異常に濃い人間関係の中で育った彼らは、テレビなんてないですから、電話も高くてなかなか出来ないですから、お姉さんは一日中「冷たい子ねえ、あの子」って思いながら暮らすに違いないのです。そして驚いたことに、この思いが伝わってしまうのですね、ウチのスタッフに。風邪。下痢。発熱。原因不明の体調不良。。。

医者なんて、効きません。そりゃそうでしょ、呪怨なんだから。薬を飲もうが注射を打とうが、一切効きませんね。多分素通りした本人が文字通り「気に病む」のが原因なんでしょうけど。。。で、彼らはお寺(じゃないんだけど、日本風に言うと)に行き、占い師(全然違うらしいんだけど、まあ、わかりやすく言うと)に、「ドゥルガーの神に山羊の乳をお供えし、毎日朝6時にお参りすることを一週間続けよカ〜〜〜ツ」(<適当。でもこんなカンジらしい)とか言われるのですね。

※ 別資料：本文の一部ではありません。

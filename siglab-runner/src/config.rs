//! `siglab.toml`: file configuration for the runner and CLI.
//!
//! Every table and field is optional; missing values take their defaults.
//!
//! ```toml
//! [analysis]
//! ma_windows = [5, 10, 20]
//!
//! [analysis.backtest]
//! lookback = 120
//! holding_days = 5
//!
//! [data]
//! dir = "data"
//! history_days = 365
//!
//! [screen]
//! symbols = ["000001", "600519"]
//!
//! [commentary]
//! model = "gpt-4o"
//! ```

use std::path::{Path, PathBuf};

use chrono::NaiveDate;
use serde::{Deserialize, Serialize};
use thiserror::Error;

use siglab_core::{AnalysisConfig, ParamError};

use crate::commentary::CommentaryConfig;

#[derive(Debug, Error)]
pub enum ConfigFileError {
    #[error("cannot read config {path}: {source}")]
    Io {
        path: PathBuf,
        #[source]
        source: std::io::Error,
    },

    #[error("invalid TOML: {0}")]
    Parse(#[from] toml::de::Error),

    #[error("cannot serialize config: {0}")]
    Serialize(#[from] toml::ser::Error),

    #[error("invalid analysis parameters: {0}")]
    Invalid(#[from] ParamError),
}

/// Where bars come from and which dates to load.
#[derive(Debug, Clone, PartialEq, Eq, Serialize, Deserialize)]
#[serde(default)]
pub struct DataConfig {
    /// Directory of `<symbol>.csv` files.
    pub dir: Option<PathBuf>,
    pub start: Option<NaiveDate>,
    pub end: Option<NaiveDate>,
    /// Calendar days loaded before `end` when `start` is not set.
    pub history_days: u32,
}

impl Default for DataConfig {
    fn default() -> Self {
        Self {
            dir: None,
            start: None,
            end: None,
            history_days: 365,
        }
    }
}

impl DataConfig {
    /// Resolve the load range; `today` stands in for a missing `end`.
    pub fn range(&self, today: NaiveDate) -> (NaiveDate, NaiveDate) {
        let end = self.end.unwrap_or(today);
        let start = self
            .start
            .unwrap_or_else(|| end - chrono::Duration::days(i64::from(self.history_days)));
        (start, end)
    }
}

#[derive(Debug, Clone, Default, PartialEq, Eq, Serialize, Deserialize)]
#[serde(default)]
pub struct ScreenConfig {
    pub symbols: Vec<String>,
}

#[derive(Debug, Clone, Default, PartialEq, Serialize, Deserialize)]
#[serde(default)]
pub struct SiglabConfig {
    pub analysis: AnalysisConfig,
    pub data: DataConfig,
    pub screen: ScreenConfig,
    pub commentary: CommentaryConfig,
}

impl SiglabConfig {
    /// Read, parse and validate a TOML config file.
    pub fn load(path: &Path) -> Result<Self, ConfigFileError> {
        let content = std::fs::read_to_string(path).map_err(|source| ConfigFileError::Io {
            path: path.to_path_buf(),
            source,
        })?;
        let cfg = Self::from_toml(&content)?;
        tracing::debug!(path = %path.display(), "config loaded");
        Ok(cfg)
    }

    /// Parse and validate a TOML string.
    pub fn from_toml(content: &str) -> Result<Self, ConfigFileError> {
        let cfg: Self = toml::from_str(content)?;
        cfg.analysis.validate()?;
        Ok(cfg)
    }

    /// Pretty TOML. The API key is never written.
    pub fn to_toml(&self) -> Result<String, ConfigFileError> {
        Ok(toml::to_string_pretty(self)?)
    }
}

#[cfg(test)]
mod tests {
    use super::*;
    use siglab_core::BacktestSignal;

    #[test]
    fn empty_file_is_all_defaults() {
        let cfg = SiglabConfig::from_toml("").unwrap();
        assert_eq!(cfg, SiglabConfig::default());
        assert_eq!(cfg.commentary.model, "gpt-4o");
        assert_eq!(cfg.analysis.backtest.lookback, 120);
    }

    #[test]
    fn nested_tables_override_fields() {
        let cfg = SiglabConfig::from_toml(
            r#"
            [analysis]
            ma_windows = [5, 10, 20, 60]
            rsi_window = 6

            [analysis.thresholds]
            volume_multiple = 2.0

            [analysis.backtest]
            holding_days = 10
            signal = { type = "ma_cross", fast = 5, slow = 20 }

            [screen]
            symbols = ["000001", "600519"]

            [commentary]
            max_attempts = 5
            "#,
        )
        .unwrap();
        assert_eq!(cfg.analysis.ma_windows, vec![5, 10, 20, 60]);
        assert_eq!(cfg.analysis.rsi_window, 6);
        assert_eq!(cfg.analysis.thresholds.volume_multiple, 2.0);
        assert_eq!(cfg.analysis.thresholds.rsi_oversold, 30.0);
        assert_eq!(cfg.analysis.backtest.holding_days, 10);
        assert_eq!(cfg.analysis.backtest.lookback, 120);
        assert_eq!(
            cfg.analysis.backtest.signal,
            BacktestSignal::MaCross { fast: 5, slow: 20 }
        );
        assert_eq!(cfg.screen.symbols.len(), 2);
        assert_eq!(cfg.commentary.max_attempts, 5);
        assert_eq!(cfg.commentary.retry_delay_secs, 2);
    }

    #[test]
    fn invalid_parameters_are_rejected() {
        let err = SiglabConfig::from_toml("[analysis.backtest]\nholding_days = 0\n").unwrap_err();
        assert!(matches!(err, ConfigFileError::Invalid(ParamError::ZeroWindow { .. })));
    }

    #[test]
    fn bad_toml_is_a_parse_error() {
        let err = SiglabConfig::from_toml("[analysis\n").unwrap_err();
        assert!(matches!(err, ConfigFileError::Parse(_)));
    }

    #[test]
    fn load_from_file_and_skip_api_key_on_write() {
        let dir = tempfile::tempdir().unwrap();
        let path = dir.path().join("siglab.toml");
        std::fs::write(&path, "[commentary]\napi_key = \"sk-secret\"\n").unwrap();

        let cfg = SiglabConfig::load(&path).unwrap();
        assert_eq!(cfg.commentary.api_key.as_deref(), Some("sk-secret"));
        assert!(!cfg.to_toml().unwrap().contains("sk-secret"));

        assert!(matches!(
            SiglabConfig::load(&dir.path().join("missing.toml")),
            Err(ConfigFileError::Io { .. })
        ));
    }

    #[test]
    fn data_range_defaults_to_trailing_year() {
        let today = NaiveDate::from_ymd_opt(2024, 6, 30).unwrap();
        let (start, end) = DataConfig::default().range(today);
        assert_eq!(end, today);
        assert_eq!(start, NaiveDate::from_ymd_opt(2023, 7, 1).unwrap());
    }
}
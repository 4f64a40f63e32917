//! Property tests for indicator, signal and backtest invariants.
//!
//! Uses proptest to verify:
//! 1. Idempotence: recomputing the frame and signals gives identical output
//! 2. No look-ahead: a prefix's frame equals the full frame's prefix
//! 3. Monotone closes: N-day high always holds once N bars exist, N-day low never
//! 4. Backtest summaries: win rate in [0, 1], counts add up, no NaN

use proptest::prelude::*;
use siglab_core::backtest::run_backtest;
use siglab_core::domain::{bars_from_closes, Series};
use siglab_core::indicators::IndicatorFrame;
use siglab_core::signals::{evaluate_signals, evaluate_signals_at};
use siglab_core::{AnalysisConfig, BacktestParams, BacktestSignal};

// ── Strategies (proptest) ────────────────────────────────────────────

fn arb_closes(max_len: usize) -> impl Strategy<Value = Vec<f64>> {
    prop::collection::vec((1.0..100.0_f64).prop_map(|p| (p * 100.0).round() / 100.0), 1..max_len)
}

fn arb_increments() -> impl Strategy<Value = Vec<f64>> {
    prop::collection::vec(0.01..2.0_f64, 1..80)
}

fn series(closes: &[f64]) -> Series {
    Series::new("PROP", bars_from_closes(closes)).unwrap()
}

/// Bitwise column equality (NaN == NaN).
fn same_bits(a: &[f64], b: &[f64]) -> bool {
    a.len() == b.len() && a.iter().zip(b).all(|(x, y)| x.to_bits() == y.to_bits())
}

// ── 1. Idempotence ───────────────────────────────────────────────────

proptest! {
    #[test]
    fn frame_and_signals_are_idempotent(closes in arb_closes(120)) {
        let s = series(&closes);
        let cfg = AnalysisConfig::default();
        let f1 = IndicatorFrame::compute(&s, &cfg.indicator_params());
        let f2 = IndicatorFrame::compute(&s, &cfg.indicator_params());
        prop_assert!(same_bits(&f1.dif, &f2.dif));
        prop_assert!(same_bits(&f1.rsi, &f2.rsi));
        prop_assert_eq!(evaluate_signals(&s, &f1, &cfg), evaluate_signals(&s, &f2, &cfg));
    }
}

// ── 2. No look-ahead ─────────────────────────────────────────────────

proptest! {
    #[test]
    fn prefix_frame_matches_full_frame(closes in arb_closes(100), cut in 0usize..100) {
        let s = series(&closes);
        let cut = cut % s.len();
        let cfg = AnalysisConfig::default();
        let full = IndicatorFrame::compute(&s, &cfg.indicator_params());
        let prefix = s.truncate_to(cut);
        let part = IndicatorFrame::compute(&prefix, &cfg.indicator_params());
        let n = cut + 1;

        for (w, column) in &part.ma {
            prop_assert!(same_bits(column, &full.ma[w][..n]), "MA{}", w);
        }
        prop_assert!(same_bits(&part.dif, &full.dif[..n]));
        prop_assert!(same_bits(&part.dea, &full.dea[..n]));
        prop_assert!(same_bits(&part.macd_hist, &full.macd_hist[..n]));
        prop_assert!(same_bits(&part.rsi, &full.rsi[..n]));
        prop_assert!(same_bits(&part.prior_high, &full.prior_high[..n]));
        prop_assert!(same_bits(&part.prior_volume_mean, &full.prior_volume_mean[..n]));

        prop_assert_eq!(
            evaluate_signals(&prefix, &part, &cfg),
            evaluate_signals_at(&s, &full, &cfg, cut)
        );
    }
}

// ── 3. Monotone closes ───────────────────────────────────────────────

proptest! {
    #[test]
    fn rising_closes_always_at_n_day_high(steps in arb_increments(), n in 1usize..15) {
        let mut price = 5.0;
        let closes: Vec<f64> = steps.iter().map(|d| { price += d; price }).collect();
        let s = series(&closes);
        let cfg = AnalysisConfig { extrema_window: n, ..AnalysisConfig::default() };
        let f = IndicatorFrame::compute(&s, &cfg.indicator_params());
        let high = format!("{n}_day_high");
        let low = format!("{n}_day_low");

        for index in n..s.len() {
            let reports = evaluate_signals_at(&s, &f, &cfg, index);
            for r in &reports {
                if r.name == high {
                    prop_assert!(r.holds(), "bar {}: {}", index, r.explanation);
                }
                if r.name == low {
                    prop_assert!(!r.holds(), "bar {}: {}", index, r.explanation);
                }
            }
        }
    }
}

// ── 4. Backtest summaries ────────────────────────────────────────────

proptest! {
    #[test]
    fn backtest_rates_are_bounded(
        closes in arb_closes(200),
        holding in 1usize..10,
        use_ma in any::<bool>(),
    ) {
        let s = series(&closes);
        let cfg = AnalysisConfig::default();
        let f = IndicatorFrame::compute(&s, &cfg.indicator_params());
        let params = BacktestParams {
            signal: if use_ma {
                BacktestSignal::MaCross { fast: 5, slow: 10 }
            } else {
                BacktestSignal::MacdCross
            },
            lookback: 120,
            holding_days: holding,
        };
        let report = run_backtest(&s, &f, &params);

        prop_assert_eq!(report.summary.len(), 2);
        let mut total = 0;
        for summary in report.summary.values() {
            prop_assert!((0.0..=1.0).contains(&summary.win_rate));
            prop_assert!(summary.mean_return.is_finite());
            prop_assert!(summary.wins <= summary.occurrence_count);
            total += summary.occurrence_count;
        }
        prop_assert_eq!(total, report.trades.len());
        for t in &report.trades {
            prop_assert!(t.ret.is_finite());
            prop_assert_eq!(t.exit_index - t.entry_index, holding);
        }
    }
}
//! Prompt construction from an `AnalysisReport`.


use serde::{Deserialize, Serialize};
use siglab_core::CrossDirection;

use crate::analysis::AnalysisReport;

const SYSTEM_PROMPT: &str = "你是一个资深A股技术分析师";

/// One chat message in OpenAI wire format.
#[derive(Debug, Clone, PartialEq, Eq, Serialize, Deserialize)]
pub struct ChatMessage {
    pub role: String,
    pub content: String,
}

impl ChatMessage {
    pub fn system(content: impl Into<String>) -> Self {
        Self {
            role: "system".into(),
            content: content.into(),
        }
    }

    pub fn user(content: impl Into<String>) -> Self {
        Self {
            role: "user".into(),
            content: content.into(),
        }
    }
}

/// System + user prompt pair.
#[derive(Debug, Clone, PartialEq, Eq, Serialize, Deserialize)]
pub struct ChatPrompt {
    pub system: String,
    pub user: String,
}

impl ChatPrompt {
    pub fn messages(&self) -> Vec<ChatMessage> {
        vec![
            ChatMessage::system(self.system.clone()),
            ChatMessage::user(self.user.clone()),
        ]
    }
}

fn opt(v: Option<f64>) -> String {
    v.map(|x| format!("{x:.4}")).unwrap_or_else(|| "N/A".to_string())
}

/// Build the commentary prompt: latest indicators, held signals with their
/// explanations, the backtest summary when present, and recent closes.
pub fn build_prompt(report: &AnalysisReport) -> ChatPrompt {
    let snap = &report.snapshot;
    let mut user = String::with_capacity(1024);

    user.push_str(&format!(
        "请分析股票「{}」截至 {} 的技术面情况。\n",
        report.symbol, report.date
    ));
    user.push_str(&format!("当前价格：{:.2}\n", report.close));
    for (window, value) in &snap.ma {
        user.push_str(&format!("MA{window}：{}\n", opt(*value)));
    }
    user.push_str(&format!(
        "MACD：DIF {}，DEA {}，柱 {}\n",
        opt(snap.dif),
        opt(snap.dea),
        opt(snap.macd_hist)
    ));
    user.push_str(&format!("RSI：{}\n", opt(snap.rsi)));

    let held: Vec<_> = report.held_signals().collect();
    if held.is_empty() {
        user.push_str("当日触发信号：无\n");
    } else {
        user.push_str("当日触发信号：\n");
        for s in held {
            user.push_str(&format!("- {}（{}）：{}\n", s.kind.label(), s.name, s.explanation));
        }
    }

    if let Some(bt) = &report.backtest {
        user.push_str(&format!(
            "历史回测（{}，最近 {} 根K线，持有 {} 天）：\n",
            bt.signal.label(),
            bt.usable_bars,
            bt.holding_days
        ));
        for dir in CrossDirection::ALL {
            let s = bt.summary_for(dir);
            user.push_str(&format!(
                "- {}：{} 次，胜率 {}，平均收益 {:.2}%\n",
                dir.label(),
                s.occurrence_count,
                s.win_rate_pct(),
                s.mean_return * 100.0
            ));
        }
    }

    if !report.recent_closes.is_empty() {
        user.push_str(&format!("近{}日收盘价：\n", report.recent_closes.len()));
        let closes: Vec<String> = report
            .recent_closes
            .iter()
            .map(|c| format!("{} {:.2}", c.date, c.close))
            .collect();
        user.push_str(&closes.join("，"));
        user.push('\n');
    }

    user.push_str("\n请判断当前是否适合买入、卖出或观望，并用简洁语言给出理由（包括技术指标支撑）。");

    ChatPrompt {
        system: SYSTEM_PROMPT.to_string(),
        user,
    }
}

治るんかいっ!?そんなんで!ええっおいっ?!治るんかいっ????

・・・治るんだな、これが。ホント。疲れることに。。。

彼は神に祈ってるんでしょうが、人間関係が・・・もういいか、そんなわけなので、通じちゃうんでしょうね、きっと、お姉さんに。「そんなに謝らなくてもいいのよ、またダサインでも会えるし、電話だっていつか出来るんだし・・・」とかって、感じちゃうんでしょう、祈りを。本人も「気に病」んでたのが、すっきりするんでしょうね。

ははは。ある意味すごい人たちです、この人達は。

公衆の面前で「おまえなんか死んでしまえ〜〜」って冗談ぽくじゃなくて真顔で言われて、発狂しちゃった人の話とか、ホントに聞くんですってば。

ちなみに祈りはネパール語で、ご存じ「ビンティ」だそうですね。

「○様の耳は、ロバの耳〜〜〜っ。早く民衆の声をきちんと聞け〜〜〜!」

・・・明日、ハッキングされてるかもな、このブログ(爆)・・・&(祈)。